Как и Козловского — младшего, Федосеева погнало на зимовку, вероятно, желание быть подальше от людей, а может быть, оправдать свой не самый благовидный поступок. Погнала его и неудачная любовь, невольным свидетелем которой стал я по своей должности радиста. Не раз, приходилось мне приносить ему какие — то смутные телеграммы от его возлюбленной, равно как и отстукивать ключом ответы на них. Эта переписка была не самой весёлой — радиограммы Федосеева, переполненные любовью и нежностью, и ответные лаконичные, деловитые депеши. Девица телеграфировала довольно часто, но слова любви она успешно заменяла просьбами о денежных переводах, на которые влюблённый доктор не скупился.

Доктором нашего Федосеева можно было назвать с известной натяжкой. Вероятно, он закончил несколько курсов медицинского факультета, когда началась первая мировая война. Студентов стали быстро производить во врачи и отправлять на фронт. А так как дать диплом недоучившемуся специалисту нельзя, то появился новый для медицины термин — зауряд-врач. Народ, который, как известно, за острым словом в карман не лезет, молниеносно переименовал это в «навряд ли врач».

Большого доверия, без которого медицине трудно одерживать победы над болезнями, Федосеев не внушал. Мы надеялись, что к его услугам нам прибегать не придётся, и прозвали про себя помощником смерти. Но обстоятельства сложились несколько неожиданно для всех нас — отбивать от смерти Федосеева, хотя и безуспешно, пришлось нам самим.

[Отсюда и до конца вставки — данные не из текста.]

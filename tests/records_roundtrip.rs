mod util;

use brep_topo::prelude::*;
use brep_topo::topology::entity::TopoMask;
use brep_topo::topology::resolver::resolve_solid;
use util::cube;

fn cube_graph() -> (TopoGraph, util::Polyhedron) {
    let mut g = TopoGraph::new();
    let c = cube(&mut g).expect("cube");
    g.create_compound(&[c.solid.unwrap()]).expect("compound");
    (g, c)
}

#[test]
fn records_survive_serde_json() -> Result<(), Box<dyn std::error::Error>> {
    let (mut g, c) = cube_graph();
    g.set_original_id(c.faces[0], Some("#42=ADVANCED_FACE".into()))?;
    g.set_orientation(c.faces[1], Orientation::Unknown)?;

    let json = serde_json::to_string(&g.records())?;
    let records: Vec<TopoRecord> = serde_json::from_str(&json)?;
    let rebuilt = TopoGraph::from_records(records)?;

    assert_eq!(rebuilt.records(), g.records());
    assert_eq!(
        rebuilt.entity(c.faces[0])?.original_id(),
        Some("#42=ADVANCED_FACE")
    );
    assert_eq!(
        rebuilt.entity(c.faces[1])?.orientation(),
        Orientation::Unknown
    );
    Ok(())
}

#[test]
fn records_survive_bincode() -> Result<(), Box<dyn std::error::Error>> {
    let (g, c) = cube_graph();
    let bytes = bincode::serialize(&g.records())?;
    let records: Vec<TopoRecord> = bincode::deserialize(&bytes)?;
    let rebuilt = TopoGraph::from_records(records)?;
    assert_eq!(rebuilt.len(), g.len());
    let solid = c.solid.unwrap();
    assert_eq!(resolve_solid(&rebuilt, solid)?, resolve_solid(&g, solid)?);
    Ok(())
}

#[test]
fn rebuilt_graph_keeps_shared_references() -> Result<(), TopoError> {
    let (g, c) = cube_graph();
    let rebuilt = TopoGraph::from_records(g.records())?;
    for &v in &c.vertices {
        assert_eq!(rebuilt.ref_count(v)?, 3);
    }
    for &e in c.edges.values() {
        assert_eq!(rebuilt.referrers(e)?, g.referrers(e)?);
    }
    Ok(())
}

#[test]
fn record_mask_reflects_contents() {
    let (g, c) = cube_graph();
    let records = g.records();
    let find = |id| records.iter().find(|r| r.id == id).unwrap();

    let vertex = find(c.vertices[0]).mask();
    assert!(vertex.contains(TopoMask::GEOMETRY));
    assert!(!vertex.contains(TopoMask::TOPODATA));

    let shell = find(c.shell).mask();
    assert!(shell.contains(TopoMask::TOPODATA));
    assert!(!shell.contains(TopoMask::GEOMETRY));
    assert!(!shell.contains(TopoMask::PERSISTENT_ID));
}

#[test]
fn hand_written_json_is_validated() {
    let bad = r#"[
        {"id": 1, "ty": "Vertex", "orientation": "Forward",
         "geometry": {"kind": "Point", "handle": 1}},
        {"id": 2, "ty": "Face", "orientation": "Forward",
         "geometry": {"kind": "None", "handle": 0}, "children": [1]}
    ]"#;
    let records: Vec<TopoRecord> = serde_json::from_str(bad).unwrap();
    assert!(matches!(
        TopoGraph::from_records(records),
        Err(TopoError::TypeRankViolation { .. })
    ));

    let zero_id = r#"[{"id": 0, "ty": "Vertex", "orientation": "Forward",
        "geometry": {"kind": "None", "handle": 0}}]"#;
    assert!(serde_json::from_str::<Vec<TopoRecord>>(zero_id).is_err());
}

#[test]
fn stray_handle_on_absent_geometry_is_dropped() {
    let json = r#"[{"id": 3, "ty": "Shell", "orientation": "Forward",
        "geometry": {"kind": "None", "handle": 7}}]"#;
    let records: Vec<TopoRecord> = serde_json::from_str(json).unwrap();
    assert_eq!(records[0].geometry, GeometryRef::NONE);

    let g = TopoGraph::from_records(records.clone()).unwrap();
    assert_eq!(g.records(), records);
    let again: Vec<TopoRecord> =
        serde_json::from_str(&serde_json::to_string(&g.records()).unwrap()).unwrap();
    assert_eq!(again, records);
}
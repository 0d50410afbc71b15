//! Topology node types and the per-entity record stored in the graph arena.
//!
//! The eight BREP types form a strict chain by rank:
//!
//! ```text
//! Compound → Solid → Shell → Face → Loop → Coedge ⇢ Edge ⇢ Vertex
//! ```
//!
//! `→` is containment (the child has exactly one owner) and `⇢` is a shared,
//! non-owning reference (an edge is used by one or more coedges, a vertex by
//! one or more edges). Every arrow goes from rank *r* to rank *r + 1*.

use crate::topo_error::TopoError;
use crate::topology::geometry::{GeometryKind, GeometryRef};
use crate::topology::id::PersistentId;
use crate::topology::orientation::Orientation;

/// Closed set of topology types. Discriminants are the stable numeric codes
/// (`0` is reserved for "no type" and never constructed).
#[derive(
    Copy, Clone, Debug, PartialEq, Eq, Hash, PartialOrd, Ord, serde::Serialize,
    serde::Deserialize,
)]
#[repr(u8)]
pub enum TopoType {
    Compound = 1,
    Solid = 2,
    Shell = 3,
    Face = 4,
    Loop = 5,
    Coedge = 6,
    Edge = 7,
    Vertex = 8,
}

/// How a parent holds the entities in its child list.
#[derive(Copy, Clone, Debug, PartialEq, Eq, Hash)]
pub enum Link {
    /// Exclusive ownership; the child records the parent as its owner.
    Contains,
    /// Shared use; the target records the user as a referrer.
    References,
}

impl TopoType {
    /// All types in rank order.
    pub const ALL: [TopoType; 8] = [
        TopoType::Compound,
        TopoType::Solid,
        TopoType::Shell,
        TopoType::Face,
        TopoType::Loop,
        TopoType::Coedge,
        TopoType::Edge,
        TopoType::Vertex,
    ];

    /// Depth in the hierarchy: `Compound` is 0, `Vertex` is 7.
    #[inline]
    pub const fn rank(self) -> u8 {
        self as u8 - 1
    }

    #[inline]
    pub const fn code(self) -> u8 {
        self as u8
    }

    /// Type one rank below, together with how it is held.
    pub const fn child_link(self) -> Option<(TopoType, Link)> {
        match self {
            TopoType::Compound => Some((TopoType::Solid, Link::Contains)),
            TopoType::Solid => Some((TopoType::Shell, Link::Contains)),
            TopoType::Shell => Some((TopoType::Face, Link::Contains)),
            TopoType::Face => Some((TopoType::Loop, Link::Contains)),
            TopoType::Loop => Some((TopoType::Coedge, Link::Contains)),
            TopoType::Coedge => Some((TopoType::Edge, Link::References)),
            TopoType::Edge => Some((TopoType::Vertex, Link::References)),
            TopoType::Vertex => None,
        }
    }

    /// Type one rank above, if any.
    pub const fn parent_type(self) -> Option<TopoType> {
        match self {
            TopoType::Compound => None,
            TopoType::Solid => Some(TopoType::Compound),
            TopoType::Shell => Some(TopoType::Solid),
            TopoType::Face => Some(TopoType::Shell),
            TopoType::Loop => Some(TopoType::Face),
            TopoType::Coedge => Some(TopoType::Loop),
            TopoType::Edge => Some(TopoType::Coedge),
            TopoType::Vertex => Some(TopoType::Edge),
        }
    }

    /// Maximum number of references a coedge (1) or edge (2) may hold.
    pub const fn reference_limit(self) -> Option<usize> {
        match self {
            TopoType::Coedge => Some(1),
            TopoType::Edge => Some(2),
            _ => None,
        }
    }

    /// Geometry kind this type carries when geometry is bound.
    pub const fn geometry_kind(self) -> GeometryKind {
        match self {
            TopoType::Vertex => GeometryKind::Point,
            TopoType::Edge => GeometryKind::Curve,
            TopoType::Face => GeometryKind::Surface,
            _ => GeometryKind::None,
        }
    }

    /// Check that `geometry` may be bound to an entity of this type.
    ///
    /// Absent geometry is accepted for every type.
    pub fn check_geometry(self, geometry: GeometryRef) -> Result<(), TopoError> {
        let expected = self.geometry_kind();
        if geometry.is_none() || geometry.kind() == expected {
            Ok(())
        } else {
            Err(TopoError::InvalidGeometryBinding {
                ty: self,
                kind: geometry.kind(),
                expected,
            })
        }
    }
}

impl TryFrom<u8> for TopoType {
    type Error = TopoError;

    fn try_from(code: u8) -> Result<Self, Self::Error> {
        match code {
            1..=8 => Ok(TopoType::ALL[usize::from(code - 1)]),
            _ => Err(TopoError::UnknownCode {
                what: "topology type",
                code,
            }),
        }
    }
}

/// A single node of the topology graph.
///
/// Entities are owned by the [`TopoGraph`](crate::topology::graph::TopoGraph)
/// arena and only handed out by shared reference; every change goes through a
/// validating graph operation.
#[derive(Clone, Debug, PartialEq, Eq)]
pub struct TopoEntity {
    pub(crate) id: PersistentId,
    pub(crate) ty: TopoType,
    pub(crate) orientation: Orientation,
    pub(crate) geometry: GeometryRef,
    pub(crate) original_id: Option<String>,
    /// Owned children or, for coedges and edges, referenced entities. Ordered.
    pub(crate) children: Vec<PersistentId>,
    /// Containment owner.
    pub(crate) parent: Option<PersistentId>,
    /// Incoming references, one entry per reference (an edge closed on a
    /// single vertex lists itself twice on that vertex).
    pub(crate) referrers: Vec<PersistentId>,
}

impl TopoEntity {
    pub(crate) fn new(id: PersistentId, ty: TopoType, geometry: GeometryRef) -> Self {
        Self {
            id,
            ty,
            orientation: Orientation::Forward,
            geometry,
            original_id: None,
            children: Vec::new(),
            parent: None,
            referrers: Vec::new(),
        }
    }

    #[inline]
    pub fn id(&self) -> PersistentId {
        self.id
    }

    #[inline]
    pub fn ty(&self) -> TopoType {
        self.ty
    }

    #[inline]
    pub fn orientation(&self) -> Orientation {
        self.orientation
    }

    #[inline]
    pub fn geometry(&self) -> GeometryRef {
        self.geometry
    }

    /// Identifier of this entity in its native source format, if recorded.
    pub fn original_id(&self) -> Option<&str> {
        self.original_id.as_deref()
    }

    /// Ordered children (or references for coedges and edges).
    #[inline]
    pub fn children(&self) -> &[PersistentId] {
        &self.children
    }

    #[inline]
    pub fn parent(&self) -> Option<PersistentId> {
        self.parent
    }

    #[inline]
    pub fn referrers(&self) -> &[PersistentId] {
        &self.referrers
    }

    /// Owning link plus incoming references.
    #[inline]
    pub fn ref_count(&self) -> usize {
        usize::from(self.parent.is_some()) + self.referrers.len()
    }

    /// Upward neighbours: the owner, then each distinct referrer.
    pub fn uses(&self) -> impl Iterator<Item = PersistentId> + '_ {
        let mut seen: Vec<PersistentId> = Vec::with_capacity(self.referrers.len());
        self.parent.into_iter().chain(
            self.referrers
                .iter()
                .copied()
                .filter(move |r| {
                    if seen.contains(r) {
                        false
                    } else {
                        seen.push(*r);
                        true
                    }
                }),
        )
    }

    /// Snapshot of the persistent part of this entity.
    pub fn to_record(&self) -> TopoRecord {
        TopoRecord {
            id: self.id,
            ty: self.ty,
            orientation: self.orientation,
            geometry: self.geometry,
            original_id: self.original_id.clone(),
            children: self.children.clone(),
        }
    }
}

/// Bit mask describing which optional parts of a [`TopoRecord`] carry data.
#[derive(
    Copy, Clone, Debug, Default, PartialEq, Eq, Hash, serde::Serialize, serde::Deserialize,
)]
#[repr(transparent)]
pub struct TopoMask(pub u8);

impl TopoMask {
    /// The record carries a native-format identifier.
    pub const PERSISTENT_ID: u8 = 0x01;
    /// The record carries a known orientation.
    pub const ORIENTATION: u8 = 0x02;
    /// The record is bound to geometry.
    pub const GEOMETRY: u8 = 0x04;
    /// The record lists child or referenced entities.
    pub const TOPODATA: u8 = 0x08;

    #[inline]
    pub const fn contains(self, bit: u8) -> bool {
        self.0 & bit == bit
    }
}

/// Plain, serializable description of one entity: `(type, orientation,
/// persistent id, geometry, ordered children)` plus the native identifier.
///
/// External persistence layers round-trip graphs through
/// [`TopoGraph::records`](crate::topology::graph::TopoGraph::records) and
/// [`TopoGraph::from_records`](crate::topology::graph::TopoGraph::from_records).
#[derive(Clone, Debug, PartialEq, Eq, serde::Serialize, serde::Deserialize)]
pub struct TopoRecord {
    pub id: PersistentId,
    pub ty: TopoType,
    pub orientation: Orientation,
    pub geometry: GeometryRef,
    #[serde(default)]
    pub original_id: Option<String>,
    #[serde(default)]
    pub children: Vec<PersistentId>,
}

impl TopoRecord {
    pub fn mask(&self) -> TopoMask {
        let mut bits = 0;
        if self.original_id.is_some() {
            bits |= TopoMask::PERSISTENT_ID;
        }
        if self.orientation.is_known() {
            bits |= TopoMask::ORIENTATION;
        }
        if !self.geometry.is_none() {
            bits |= TopoMask::GEOMETRY;
        }
        if !self.children.is_empty() {
            bits |= TopoMask::TOPODATA;
        }
        TopoMask(bits)
    }
}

Федосеев поселился в той же комнате, где и до него жил врач предыдущей смены, доктор Шорохов. Мы называли эту комнату врачебной. От остальных помещений нашего, в прошлом весьма весёлого, дома она отличалась не многим — кроме койки врача, в ней стоял застеклённый шкаф и стол с ватой, марганцовкой, вазелином и прочими медицинскими штуками. В этих апартаментах среди клизм, шприцев, стерилизаторов и поселился наш лекпом, маленький человечек с заплывшими глазками.